**Material provided**:
+--
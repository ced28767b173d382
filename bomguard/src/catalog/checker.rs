//! Catalog Sanity Checker
//!
//! Compares the value and footprint typed on a symbol against the catalog
//! entry for its part number. Footprints are compared without their
//! `Library:` prefix. Comparison is done on normalized text, but
//! mismatches are reported with the original text so a reviewer sees what
//! was actually entered. False positives are expected for exotic
//! formatting; false negatives are what this check exists to avoid.

use crate::catalog::normalize::{bare_footprint, normalize, MatchPolicy};
use crate::catalog::{Catalog, CatalogEntry};
use crate::parser::schema::ComponentRecord;
use serde::Serialize;
use std::fmt;

#[derive(Debug, Clone, Copy, PartialEq, Eq, Serialize)]
#[serde(rename_all = "lowercase")]
pub enum Field {
    Type,
    Value,
    Footprint,
}

impl fmt::Display for Field {
    fn fmt(&self, f: &mut fmt::Formatter<'_>) -> fmt::Result {
        match self {
            Field::Type => write!(f, "type"),
            Field::Value => write!(f, "value"),
            Field::Footprint => write!(f, "footprint"),
        }
    }
}

#[derive(Debug, Clone, PartialEq, Eq, Serialize)]
pub struct MismatchReason {
    pub field: Field,
    pub actual: String,
    pub expected: String,
}

impl fmt::Display for MismatchReason {
    fn fmt(&self, f: &mut fmt::Formatter<'_>) -> fmt::Result {
        write!(
            f,
            "{} is \"{}\", expected \"{}\"",
            self.field, self.actual, self.expected
        )
    }
}

#[derive(Debug, Clone, PartialEq, Eq, Serialize)]
#[serde(tag = "status", rename_all = "snake_case")]
pub enum Verdict {
    Pass,
    Suspect { reasons: Vec<MismatchReason> },
    NotInDatabase,
}

/// Outcome of checking one component. Never mutates the component.
#[derive(Debug, Clone, PartialEq, Eq, Serialize)]
pub struct SanityVerdict {
    pub reference: String,
    pub identifier: String,
    #[serde(flatten)]
    pub verdict: Verdict,
}

impl SanityVerdict {
    pub fn is_pass(&self) -> bool {
        matches!(self.verdict, Verdict::Pass)
    }
}

impl fmt::Display for SanityVerdict {
    fn fmt(&self, f: &mut fmt::Formatter<'_>) -> fmt::Result {
        match &self.verdict {
            Verdict::Pass => write!(
                f,
                "[{}] {} matches the catalog",
                self.reference, self.identifier
            ),
            Verdict::Suspect { reasons } => {
                let reasons: Vec<String> = reasons.iter().map(|r| r.to_string()).collect();
                write!(
                    f,
                    "[{}] {}: {}",
                    self.reference,
                    self.identifier,
                    reasons.join("; ")
                )
            }
            Verdict::NotInDatabase => {
                write!(f, "{} ({}) not in database", self.identifier, self.reference)
            }
        }
    }
}

#[derive(Debug, Clone, Copy, Default, PartialEq, Eq, Serialize)]
pub struct SanityStats {
    pub pass: usize,
    pub suspect: usize,
    pub not_found: usize,
}

impl SanityStats {
    pub fn record(&mut self, verdict: &Verdict) {
        match verdict {
            Verdict::Pass => self.pass += 1,
            Verdict::Suspect { .. } => self.suspect += 1,
            Verdict::NotInDatabase => self.not_found += 1,
        }
    }

    pub fn total(&self) -> usize {
        self.pass + self.suspect + self.not_found
    }
}

/// Checker bound to one catalog.
pub struct SanityChecker<'a> {
    catalog: &'a Catalog,
    policy: MatchPolicy,
    check_part_type: bool,
}

impl<'a> SanityChecker<'a> {
    pub fn new(catalog: &'a Catalog) -> Self {
        Self {
            catalog,
            policy: MatchPolicy::default(),
            check_part_type: false,
        }
    }

    pub fn with_policy(mut self, policy: MatchPolicy) -> Self {
        self.policy = policy;
        self
    }

    /// Also compare the designator letters against the catalog `Type` column.
    pub fn with_part_type_check(mut self, enabled: bool) -> Self {
        self.check_part_type = enabled;
        self
    }

    /// Check `component`, whose chosen part number is `identifier`.
    pub fn check(&self, component: &ComponentRecord, identifier: &str) -> SanityVerdict {
        let verdict = match self.catalog.get(identifier) {
            None => Verdict::NotInDatabase,
            Some(entry) => {
                let reasons = self.mismatches(component, entry);
                if reasons.is_empty() {
                    Verdict::Pass
                } else {
                    Verdict::Suspect { reasons }
                }
            }
        };

        SanityVerdict {
            reference: component.reference.clone(),
            identifier: identifier.to_string(),
            verdict,
        }
    }

    /// Field mismatches between a component and its catalog entry.
    pub fn mismatches(
        &self,
        component: &ComponentRecord,
        entry: &CatalogEntry,
    ) -> Vec<MismatchReason> {
        let mut reasons = Vec::new();

        if self.check_part_type {
            if let Some(expected) = &entry.part_type {
                let actual = component.reference_prefix();
                if actual.to_lowercase() != expected.to_lowercase() {
                    reasons.push(MismatchReason {
                        field: Field::Type,
                        actual,
                        expected: expected.clone(),
                    });
                }
            }
        }

        // empty catalog fields carry no expectation
        if !normalize(&entry.expected_value).is_empty()
            && !self.policy.values_match(&component.value, &entry.expected_value)
        {
            reasons.push(MismatchReason {
                field: Field::Value,
                actual: component.value.clone(),
                expected: entry.expected_value.clone(),
            });
        }

        if !normalize(bare_footprint(&entry.expected_footprint)).is_empty()
            && !self
                .policy
                .footprints_match(&component.footprint, &entry.expected_footprint)
        {
            reasons.push(MismatchReason {
                field: Field::Footprint,
                actual: component.footprint.clone(),
                expected: entry.expected_footprint.clone(),
            });
        }

        reasons
    }
}

#[cfg(test)]
mod tests {
    use super::*;
    use crate::bom::distributor::Distributor;
    use crate::catalog::tests::row;
    use crate::catalog::CatalogRow;

    fn catalog(rows: Vec<CatalogRow>) -> Catalog {
        Catalog::from_rows(Distributor::Jlcpcb, rows).unwrap()
    }

    #[test]
    fn test_case_insensitive_pass() {
        let catalog = catalog(vec![row("C25744", "10K", "0402", "1")]);
        let checker = SanityChecker::new(&catalog);
        let component = ComponentRecord::new("R1", "10k", "0402");
        assert_eq!(checker.check(&component, "C25744").verdict, Verdict::Pass);
    }

    #[test]
    fn test_value_mismatch_keeps_original_text() {
        let catalog = catalog(vec![row("C15849", "1uF", "0603", "1")]);
        let checker = SanityChecker::new(&catalog);
        let component = ComponentRecord::new("C3", "100nF", "0603");
        let verdict = checker.check(&component, "C15849");
        match &verdict.verdict {
            Verdict::Suspect { reasons } => {
                assert_eq!(reasons.len(), 1);
                assert_eq!(reasons[0].field, Field::Value);
                assert_eq!(reasons[0].to_string(), "value is \"100nF\", expected \"1uF\"");
            }
            other => panic!("expected suspect, got {other:?}"),
        }
        assert_eq!(
            verdict.to_string(),
            "[C3] C15849: value is \"100nF\", expected \"1uF\""
        );
    }

    #[test]
    fn test_both_fields_mismatch() {
        let catalog = catalog(vec![row("C1", "1k", "0805", "1")]);
        let component = ComponentRecord::new("R1", "2k", "0402");
        let verdict = SanityChecker::new(&catalog).check(&component, "C1");
        let Verdict::Suspect { reasons } = verdict.verdict else {
            panic!("expected suspect");
        };
        let fields: Vec<Field> = reasons.iter().map(|r| r.field).collect();
        assert_eq!(fields, vec![Field::Value, Field::Footprint]);
    }

    #[test]
    fn test_formatting_differences_pass() {
        let catalog = catalog(vec![row("C1", "4.7 uF", "C_0603-1608", "1")]);
        let component = ComponentRecord::new("C9", "4.7uF", "c_0603_1608");
        assert!(SanityChecker::new(&catalog).check(&component, "C1").is_pass());
    }

    #[test]
    fn test_library_prefix_is_ignored() {
        let catalog = catalog(vec![row("C1", "10k", "R_0402", "1")]);
        let component = ComponentRecord::new("R1", "10k", "Resistor_SMD:R_0402");
        assert!(SanityChecker::new(&catalog).check(&component, "C1").is_pass());

        let component = ComponentRecord::new("R1", "10k", "Resistor_SMD:R_0603");
        let verdict = SanityChecker::new(&catalog).check(&component, "C1");
        assert_eq!(
            verdict.to_string(),
            "[R1] C1: footprint is \"Resistor_SMD:R_0603\", expected \"R_0402\""
        );
    }

    #[test]
    fn test_library_qualified_catalog_footprint() {
        let catalog = catalog(vec![row("C1", "10k", "Resistor_SMD:R_0402", "1")]);
        let component = ComponentRecord::new("R1", "10k", "Resistor_SMD:R_0402");
        assert!(SanityChecker::new(&catalog).check(&component, "C1").is_pass());

        let component = ComponentRecord::new("R2", "10k", "R_0402");
        assert!(SanityChecker::new(&catalog).check(&component, "C1").is_pass());

        let component = ComponentRecord::new("R3", "10k", "Resistor_SMD:R_0603");
        let verdict = SanityChecker::new(&catalog).check(&component, "C1");
        assert_eq!(
            verdict.to_string(),
            "[R3] C1: footprint is \"Resistor_SMD:R_0603\", expected \"Resistor_SMD:R_0402\""
        );
    }

    #[test]
    fn test_not_in_database() {
        let catalog = catalog(vec![]);
        let component = ComponentRecord::new("U1", "NE555", "SOIC-8");
        let verdict = SanityChecker::new(&catalog).check(&component, "C404");
        assert_eq!(verdict.verdict, Verdict::NotInDatabase);
        assert_eq!(verdict.to_string(), "C404 (U1) not in database");
    }

    #[test]
    fn test_empty_catalog_fields_are_skipped() {
        let catalog = catalog(vec![row("C1", "", "", "1")]);
        let component = ComponentRecord::new("R1", "anything", "whatever");
        assert!(SanityChecker::new(&catalog).check(&component, "C1").is_pass());
    }

    #[test]
    fn test_lenient_policy() {
        let catalog = catalog(vec![row("C1", "4.7k", "0402", "1")]);
        let component = ComponentRecord::new("R1", "4k7", "Resistor_SMD:R_0402_1005Metric");
        let strict = SanityChecker::new(&catalog);
        assert!(!strict.check(&component, "C1").is_pass());
        let lenient = SanityChecker::new(&catalog).with_policy(MatchPolicy::Lenient);
        assert!(lenient.check(&component, "C1").is_pass());
    }

    #[test]
    fn test_part_type_check_is_opt_in() {
        let mut r = row("C1", "10k", "0402", "1");
        r.part_type = "R".to_string();
        let catalog = catalog(vec![r]);
        let component = ComponentRecord::new("C7", "10k", "0402");

        assert!(SanityChecker::new(&catalog).check(&component, "C1").is_pass());

        let verdict = SanityChecker::new(&catalog)
            .with_part_type_check(true)
            .check(&component, "C1");
        let Verdict::Suspect { reasons } = verdict.verdict else {
            panic!("expected suspect");
        };
        assert_eq!(reasons[0].to_string(), "type is \"C\", expected \"R\"");
    }

    #[test]
    fn test_stats() {
        let mut stats = SanityStats::default();
        stats.record(&Verdict::Pass);
        stats.record(&Verdict::Pass);
        stats.record(&Verdict::NotInDatabase);
        stats.record(&Verdict::Suspect { reasons: vec![] });
        assert_eq!(stats, SanityStats { pass: 2, suspect: 1, not_found: 1 });
        assert_eq!(stats.total(), 4);
    }
}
+--
**To do**: Which lines of the data contain the string "mismatches"? Copy each one.

**Exercise response**:
//! mismatches are reported with the original text so a reviewer sees what
                let reasons = self.mismatches(component, entry);
    /// Field mismatches between a component and its catalog entry.
    pub fn mismatches(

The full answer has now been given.